Non-elastic taping vs. no treatment for non-specific chronic neck pain:
  • One study assessing pain exists, and showed a small and insignificant effect-size.
  • One study assessed disability in the immediate post-treatment period, and showed only a small and insignificant effect-size.
  • According to the GRADE criteria, there only very low quality evidence exists.

Clinical Application & Conclusions:

A total of 8 RCTs met the inclusion criteria and a meta-analysis was performed. The analysis showed that, in general, elastic taping does not significantly reduce lumbar spine pain and disability immediately post-treatment, in comparison to sham/placebo/no treatment. However, a single trial examining the effect of elastic taping on lumbar spine pain showed it was effective at one month follow-up, but not at two month follow-up. A few individual trials also showed that elastic taping may be effective in treating acute neck pain (from WAD) and specific neck pain (i.e. radiculopathy).

One low-quality trial showed that non-elastic taping effectively improves lumbar spinal pain. Neither elastic nor non-elastic taping provided significant improvement in spinal disability.

According to the GRADE criteria, there is very low- to low-quality evidence supporting taping for spinal pain and disability. The current literature therefore does not support the use of taping as a therapeutic option for spinal conditions.

Study Methods:

The authors searched through a number of databases for studies that evaluated the effect of taping on decreasing pain and disability in individuals with spinal pain. Published RCTs comparing either elastic or non-elastic taping to a control or comparison group were included. The studies included symptomatic adults (> 18 years of age), diagnosed with acute (< 1 month), subacute (1-3 months) or chronic (> 3 months) specific/non-specific spinal pain, myofascial pain syndrome (MPS) or whiplash associated disorder (WAD). The methodological quality of each study was assessed using the PEDro scale. PEDro scores of > 6/10 were considered high quality. Clinical relevance of the study was assessed using a series of questions:
  1. Are patient characteristics and treatment settings described well enough to determine if they are compatible to those in a clinical setting?
  2. Are the interventions described well enough to enable a clinician to use them clinically?
  3. Were clinically relevant outcomes measured (i.e. minimal clinically important difference for each measurement scale)?
The quality of the overall evidence was judged as High, Moderate, Low or Very Low using the GRADE approach, which considers design limitations, PEDro score < 6, results inconsistency and imprecision (< 300 participants in the total body of evidence for each outcome).
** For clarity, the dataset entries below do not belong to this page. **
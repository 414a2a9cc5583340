//! nm - interactive NoiseMachine voice demo
//!
//! Plays the voice through the default audio output and maps a handful of
//! keys to the panel controls. Run with: cargo run --bin nm

mod app;

use app::NoiseMachineApp;

fn main() -> color_eyre::Result<()> {
    color_eyre::install()?;
    NoiseMachineApp::new().run()
}
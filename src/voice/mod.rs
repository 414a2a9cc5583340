//! Frame orchestration: the complete NoiseMachine voice.

pub mod message;
pub mod params;

pub use message::{MessageReceiver, VoiceMessage};
pub use params::{FilterInput, ModSource, VoiceParams};

use crate::dsp::filter::cutoff_hz_from_control;
use crate::dsp::{ArEnvelope, LfoBank, NoiseSource, PitchedOscillator, SvFilter};
use crate::{FrameCtx, MAX_VOLTS};

/*
One voice, one fixed per-frame sequence:

    LFO bank → AR envelope → VCO → noise → VCF → VCA/volume/clamp

Only the modulation routing branches (which source drives the cutoff, what
feeds the filter); the ordering never does. The AR generator is advanced
before the VCO so pitch modulation consumes the current frame's envelope
value. Every step is plain arithmetic over the owned component state: no
allocation, no I/O, no locks - safe to run inside a realtime audio callback.
*/

/// Everything the voice emits for one frame, in volts (LED excepted).
#[derive(Debug, Clone, Copy)]
pub struct VoiceFrame {
    /// Final mixed output, hard-clamped to ±5 V.
    pub mix: f32,
    /// Summed LFO bank output.
    pub lfo: f32,
    /// VCO waveform at 5 V scale.
    pub vco: f32,
    /// AR envelope level, 0..5 V.
    pub envelope: f32,
    /// Rate LED drive, nominally within ±1.
    pub led: f32,
}

/// The complete voice. All persistent DSP state lives here, owned, one
/// instance per voice; nothing is shared or static.
pub struct NoiseMachineVoice {
    lfo: LfoBank,
    vco: PitchedOscillator,
    envelope: ArEnvelope,
    filter: SvFilter,
    noise: NoiseSource,
}

impl NoiseMachineVoice {
    pub fn new() -> Self {
        Self {
            lfo: LfoBank::new(),
            vco: PitchedOscillator::new(),
            envelope: ArEnvelope::new(),
            filter: SvFilter::new(),
            noise: NoiseSource::default(),
        }
    }

    /// Build a voice with a fixed noise seed for reproducible output.
    pub fn with_noise_seed(seed: u64) -> Self {
        Self {
            noise: NoiseSource::from_seed(seed),
            ..Self::new()
        }
    }

    /// Run one audio frame.
    ///
    /// `pitch_cv` is the external control voltage in volts (1 V/octave,
    /// scaled by 1/5 internally). Non-finite CV is treated as 0 so it can
    /// never reach the filter's recursive state.
    pub fn process(&mut self, params: &VoiceParams, pitch_cv: f32, ctx: &FrameCtx) -> VoiceFrame {
        // 1. LFO bank.
        let lfo = self.lfo.process(params.lfo_rate, params.lfo_shape, ctx);

        // 2. AR envelope: rates follow the current parameters and sample
        // rate every frame, then the trigger policy, then one step.
        self.envelope
            .set_rates(params.ar_attack_ms, params.ar_release_ms, ctx);
        self.envelope.trigger(params.ar_repeat, params.ar_manual);
        let envelope = self.envelope.next_sample();

        // 3. VCO: sum the pitch CV chain and advance.
        let pitch_cv = if pitch_cv.is_finite() { pitch_cv } else { 0.0 };
        let mut pitch = params.vco_pitch + pitch_cv / 5.0 + lfo.sum * params.vco_lfo_mod_depth;
        if params.vco_ar_mod_on {
            pitch += envelope * params.vco_ar_mod_depth;
        }
        self.vco.set_pitch(pitch);
        self.vco.process(ctx.sample_time);
        let vco = self.vco.sample(params.vco_shape);

        // 4. One Gaussian noise sample, whether the filter uses it or not,
        // so the stream position does not depend on the routing.
        let noise = self.noise.next_sample();

        // 5. VCF: pick the modulation source and input, then filter.
        let cutoff_mod = match params.vcf_mod_source {
            ModSource::Ar => envelope,
            ModSource::Lfo => lfo.sum,
        } * params.vcf_mod_depth;
        let cutoff_hz = cutoff_hz_from_control(params.vcf_cutoff + cutoff_mod);
        let filter_in = match params.vcf_input {
            FilterInput::Vco => vco,
            FilterInput::Noise => noise,
        };
        let mut out = self
            .filter
            .next_sample(filter_in, cutoff_hz, params.vcf_resonance, ctx);

        // 6. VCA, volume, and the final rail clamp.
        if params.vca_on {
            out = (out * envelope).clamp(-MAX_VOLTS, MAX_VOLTS);
        }
        let mix = (out * params.output_volume).clamp(-MAX_VOLTS, MAX_VOLTS);

        VoiceFrame {
            mix,
            lfo: lfo.sum,
            vco: vco * MAX_VOLTS,
            envelope,
            led: lfo.led,
        }
    }

    /// Render a block of final-mix samples with fixed parameters.
    ///
    /// Convenience for buffer-oriented hosts; each sample still runs the full
    /// per-frame sequence.
    pub fn render(&mut self, out: &mut [f32], params: &VoiceParams, pitch_cv: f32, ctx: &FrameCtx) {
        for sample in out.iter_mut() {
            *sample = self.process(params, pitch_cv, ctx).mix;
        }
    }

    /// Reset all stateful components to their initial state.
    pub fn reset(&mut self) {
        self.lfo = LfoBank::new();
        self.vco = PitchedOscillator::new();
        self.envelope.reset();
        self.filter.reset();
    }
}

impl Default for NoiseMachineVoice {
    fn default() -> Self {
        Self::new()
    }
}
Study Strengths / Weaknesses:

Strengths:
The authors employed thorough and demanding inclusion criteria. Although this likely limited the number of studies in their pool, the inclusion criteria protects the authors from including extremely low-quality studies (i.e. case reports, case series, of which there are many on the topic of taping), which could influence their results.

Weaknesses:
  • A meta-analysis could only be performed on the topic of elastic taping and low back pain. The other topics have not accumulated enough data over time to perform a meta-analysis.
  • Many of the studies did not have a sample size greater than 50 participants, which is generally needed to achieve higher levels of evidence.
  • All studies failed to obtain a positive score on therapist and/or patient blinding (this would be impossible, given the intervention).
  • Topics such as thoracic spine pain, post-traumatic, acute-specific and non-specific neck pain were not included in the analysis because no data exists.

Additional References:

  1. Kinesio UK. Available at: http://www.kinesiotaping.co.uk/tapingmethod.jsp. Accessed May 25, 2013.
  2. Thelen MD, Dauber JA, Stoneman PD. The clinical efficacy of Kinesio Tape for shoulder pain: a randomized, double-blinded, clinical trial. J Orthop Sports Phys Ther 2008; 38: 389–395.